→ Instructions to follow: Work through the entries that follow and state how many lines contain the word "Option". Only the number is wanted.

→ Extracted records:
/---

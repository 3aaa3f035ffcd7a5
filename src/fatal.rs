// SPDX-License-Identifier: MIT OR Apache-2.0

//! The termination signal raised by [Logger::fatal](crate::Logger::fatal).
//!
//! `fatal` dispatches its record and then panics with a [Fatal] payload via
//! [std::panic::panic_any].  Nothing after the call runs.  Code that supervises threads
//! (`JoinHandle::join`, `catch_unwind`) can downcast the payload to tell a deliberate fatal
//! log apart from an ordinary panic, but must not resume the failed work.
//!
//! ```rust
//! use lager::{Fatal, Logger};
//!
//! let logger = Logger::new("worker");
//! let outcome = std::thread::spawn(move || -> () { logger.fatal("boom", None, &[]) }).join();
//! let payload = outcome.unwrap_err();
//! let fatal = payload.downcast_ref::<Fatal>().unwrap();
//! assert_eq!(fatal.message, "worker.boom");
//! ```

use crate::log_record::ErrorValue;

/// Size cap for the stack trace injected into fatal records.  Longer traces are truncated.
pub const STACK_TRACE_BUFFER_SIZE: usize = 1024 * 100;

#[derive(Debug, Clone, thiserror::Error)]
#[error("fatal: {message}{}", error_suffix(.error))]
pub struct Fatal {
    /// The record's message, `<task lineage>.<action>`.
    pub message: String,
    /// The error passed to `fatal`, if any.
    pub error: Option<ErrorValue>,
}

fn error_suffix(error: &Option<ErrorValue>) -> String {
    match error {
        Some(e) => format!(": {e}"),
        None => String::new(),
    }
}

/// Captures the current stack, bounded by [STACK_TRACE_BUFFER_SIZE].
pub(crate) fn stack_trace() -> String {
    let mut trace = std::backtrace::Backtrace::force_capture().to_string();
    truncate_on_char_boundary(&mut trace, STACK_TRACE_BUFFER_SIZE);
    if trace.is_empty() {
        trace.push_str("<stack trace unavailable>");
    }
    trace
}

fn truncate_on_char_boundary(s: &mut String, max: usize) {
    if s.len() <= max {
        return;
    }
    let mut end = max;
    while !s.is_char_boundary(end) {
        end -= 1;
    }
    s.truncate(end);
}
use lager::{InMemorySink, Logger, SESSION_KEY, Value, data};
use std::collections::HashSet;
use std::sync::Arc;
use std::thread;

fn logger_with_sink(component: &str) -> (Logger, Arc<InMemorySink>) {
    let sink = Arc::new(InMemorySink::new());
    let logger = Logger::new(component);
    logger.register_sink(sink.clone());
    (logger, sink)
}

#[test]
fn sibling_sessions_under_concurrency_are_unique() {
    let logger = Logger::new("api");
    let handles: Vec<_> = (0..16)
        .map(|_| {
            let logger = logger.clone();
            thread::spawn(move || {
                (0..50)
                    .map(|_| logger.session("req", &[]).session_id().unwrap().to_string())
                    .collect::<Vec<_>>()
            })
        })
        .collect();

    let mut ids = HashSet::new();
    for handle in handles {
        for id in handle.join().unwrap() {
            assert!(!id.contains('.'), "root children have flat ids: {id}");
            assert!(ids.insert(id));
        }
    }
    assert_eq!(ids.len(), 800);
    let expected: HashSet<String> = (1..=800u32).map(|n| n.to_string()).collect();
    assert_eq!(ids, expected);
}

#[test]
fn nested_ids_compose_with_dots() {
    let logger = Logger::new("api");
    let _first = logger.session("a", &[]);
    let b = logger.session("b", &[]);
    assert_eq!(b.session_id(), Some("2"));
    let c = b.session("c", &[]);
    let d = c.session("d", &[]);
    assert_eq!(c.session_id(), Some("2.1"));
    assert_eq!(d.session_id(), Some("2.1.1"));
    assert_eq!(d.session_name(), "api.b.c.d");
}

#[test]
fn parent_and_child_log_independently_in_parallel() {
    let (parent, sink) = logger_with_sink("api");
    let parent = parent.with_data(data! { "role" => "parent" });
    let child = parent.session("child", &[data! { "role" => "child" }]);

    let p = {
        let parent = parent.clone();
        thread::spawn(move || {
            for _ in 0..100 {
                parent.info("tick", &[]);
            }
        })
    };
    let c = thread::spawn(move || {
        for _ in 0..100 {
            child.info("tick", &[]);
        }
    });
    p.join().unwrap();
    c.join().unwrap();

    let records = sink.records();
    assert_eq!(records.len(), 200);
    for record in &records {
        let data = record.data().unwrap();
        match record.message() {
            "api.tick" => {
                assert_eq!(data["role"], Value::from("parent"));
                assert!(!data.contains_key(SESSION_KEY));
            }
            "api.child.tick" => {
                assert_eq!(data["role"], Value::from("child"));
                assert_eq!(data[SESSION_KEY], Value::from("1"));
            }
            other => panic!("unexpected message {other}"),
        }
    }
    assert_eq!(parent.data(), &data! { "role" => "parent" });
    assert_eq!(parent.session_id(), None);
}

#[test]
fn session_data_reaches_every_record() {
    let (logger, sink) = logger_with_sink("worker");
    let job = logger.session("job", &[data! { "job_id" => 9u64 }]);
    job.debug("begin", &[]);
    job.session("step", &[]).info("done", &[data! { "ms" => 12 }]);

    let records = sink.drain_records();
    assert_eq!(records[0].data().unwrap()["job_id"], Value::U64(9));
    let step = records[1].data().unwrap();
    assert_eq!(step["job_id"], Value::U64(9));
    assert_eq!(step["ms"], Value::I64(12));
    assert_eq!(step[SESSION_KEY], Value::from("1.1"));
    assert_eq!(records[1].message(), "worker.job.step.done");
}
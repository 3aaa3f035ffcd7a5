// SPDX-License-Identifier: MIT OR Apache-2.0

//! Context data attached to log records.
//!
//! [Data] is an ordinary ordered map from key to [Value].  Loggers never mutate a map once
//! it is attached to them; every derivation builds a fresh one with [merge].
//!
//! [Value] is a closed set of variants the JSON encoder understands, plus [Value::Opaque]
//! for anything else.  Opaque values (and non-finite floats) cannot be encoded; a
//! [WriterSink](crate::WriterSink) replaces the data of such records with a printable dump.
//!
//! ```rust
//! use lager::{data, Value};
//!
//! let d = data! {
//!     "id" => 123456,
//!     "method" => "GET",
//!     "tags" => vec!["a", "b"],
//! };
//! assert_eq!(d["id"], Value::I64(123456));
//! ```

use serde::ser::{Error as _, Serialize, SerializeMap, SerializeSeq, Serializer};
use std::collections::BTreeMap;
use std::fmt::Debug;
use std::sync::Arc;

/// Key/value context for a log record.
pub type Data = BTreeMap<String, Value>;

/// A context value.
#[derive(Clone)]
pub enum Value {
    Null,
    Bool(bool),
    I64(i64),
    U64(u64),
    F64(f64),
    String(String),
    List(Vec<Value>),
    Map(Data),
    /// A value the encoder cannot introspect.  It is only ever printed through `Debug`.
    Opaque(Arc<dyn Debug + Send + Sync>),
}

impl Value {
    /// Wraps an arbitrary value that has no structured representation.
    pub fn opaque<T: Debug + Send + Sync + 'static>(value: T) -> Self {
        Value::Opaque(Arc::new(value))
    }

    pub fn as_str(&self) -> Option<&str> {
        match self {
            Value::String(s) => Some(s),
            _ => None,
        }
    }
}

impl Debug for Value {
    fn fmt(&self, f: &mut std::fmt::Formatter<'_>) -> std::fmt::Result {
        match self {
            Value::Null => f.write_str("Null"),
            Value::Bool(b) => write!(f, "{b:?}"),
            Value::I64(i) => write!(f, "{i:?}"),
            Value::U64(u) => write!(f, "{u:?}"),
            Value::F64(x) => write!(f, "{x:?}"),
            Value::String(s) => write!(f, "{s:?}"),
            Value::List(items) => f.debug_list().entries(items).finish(),
            Value::Map(map) => f.debug_map().entries(map).finish(),
            Value::Opaque(inner) => write!(f, "Opaque({inner:?})"),
        }
    }
}

impl PartialEq for Value {
    fn eq(&self, other: &Self) -> bool {
        match (self, other) {
            (Value::Null, Value::Null) => true,
            (Value::Bool(a), Value::Bool(b)) => a == b,
            (Value::I64(a), Value::I64(b)) => a == b,
            (Value::U64(a), Value::U64(b)) => a == b,
            (Value::F64(a), Value::F64(b)) => a == b,
            (Value::String(a), Value::String(b)) => a == b,
            (Value::List(a), Value::List(b)) => a == b,
            (Value::Map(a), Value::Map(b)) => a == b,
            //provenance, not contents
            (Value::Opaque(a), Value::Opaque(b)) => Arc::ptr_eq(a, b),
            _ => false,
        }
    }
}

impl Serialize for Value {
    fn serialize<S: Serializer>(&self, serializer: S) -> Result<S::Ok, S::Error> {
        match self {
            Value::Null => serializer.serialize_unit(),
            Value::Bool(b) => serializer.serialize_bool(*b),
            Value::I64(i) => serializer.serialize_i64(*i),
            Value::U64(u) => serializer.serialize_u64(*u),
            Value::F64(x) if x.is_finite() => serializer.serialize_f64(*x),
            Value::F64(x) => Err(S::Error::custom(format_args!(
                "unsupported value: {x}"
            ))),
            Value::String(s) => serializer.serialize_str(s),
            Value::List(items) => {
                let mut seq = serializer.serialize_seq(Some(items.len()))?;
                for item in items {
                    seq.serialize_element(item)?;
                }
                seq.end()
            }
            Value::Map(map) => {
                let mut out = serializer.serialize_map(Some(map.len()))?;
                for (k, v) in map {
                    out.serialize_entry(k, v)?;
                }
                out.end()
            }
            Value::Opaque(inner) => Err(S::Error::custom(format_args!(
                "unsupported type: {inner:?}"
            ))),
        }
    }
}

macro_rules! value_from {
    ($variant:ident: $($t:ty),* => $conv:ty) => {
        $(
            impl From<$t> for Value {
                fn from(v: $t) -> Self {
                    Value::$variant(<$conv>::from(v))
                }
            }
        )*
    };
}

value_from!(I64: i8, i16, i32, i64 => i64);
value_from!(U64: u8, u16, u32, u64 => u64);
value_from!(F64: f32, f64 => f64);

impl From<isize> for Value {
    fn from(v: isize) -> Self {
        Value::I64(v as i64)
    }
}

impl From<usize> for Value {
    fn from(v: usize) -> Self {
        Value::U64(v as u64)
    }
}

impl From<bool> for Value {
    fn from(v: bool) -> Self {
        Value::Bool(v)
    }
}

impl From<&str> for Value {
    fn from(v: &str) -> Self {
        Value::String(v.to_string())
    }
}

impl From<String> for Value {
    fn from(v: String) -> Self {
        Value::String(v)
    }
}

impl From<&String> for Value {
    fn from(v: &String) -> Self {
        Value::String(v.clone())
    }
}

impl From<Data> for Value {
    fn from(v: Data) -> Self {
        Value::Map(v)
    }
}

impl<T: Into<Value>> From<Vec<T>> for Value {
    fn from(v: Vec<T>) -> Self {
        Value::List(v.into_iter().map(Into::into).collect())
    }
}

impl<T: Into<Value>> From<Option<T>> for Value {
    fn from(v: Option<T>) -> Self {
        v.map_or(Value::Null, Into::into)
    }
}

/// Builds a [Data] map.
///
/// ```rust
/// let d = lager::data! { "url" => "https://example.com", "status" => 200 };
/// assert_eq!(d.len(), 2);
/// let empty = lager::data! {};
/// assert!(empty.is_empty());
/// ```
#[macro_export]
macro_rules! data {
    () => {
        $crate::Data::new()
    };
    ($($key:expr => $value:expr),+ $(,)?) => {{
        let mut map = $crate::Data::new();
        $(
            map.insert(::std::string::String::from($key), $crate::Value::from($value));
        )+
        map
    }};
}

/// Merges context maps, lowest precedence first.
///
/// Later maps overwrite keys of earlier ones.  Returns `None` when there are no keys at all,
/// so records without context omit the field rather than carrying an empty object.
/// The inputs are never modified.
pub fn merge<'a>(layers: impl IntoIterator<Item = &'a Data>) -> Option<Data> {
    let mut merged: Option<Data> = None;
    for layer in layers {
        if layer.is_empty() {
            continue;
        }
        let target = merged.get_or_insert_with(Data::new);
        for (k, v) in layer {
            target.insert(k.clone(), v.clone());
        }
    }
    merged
}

\---

→ Answer to the exercise: 7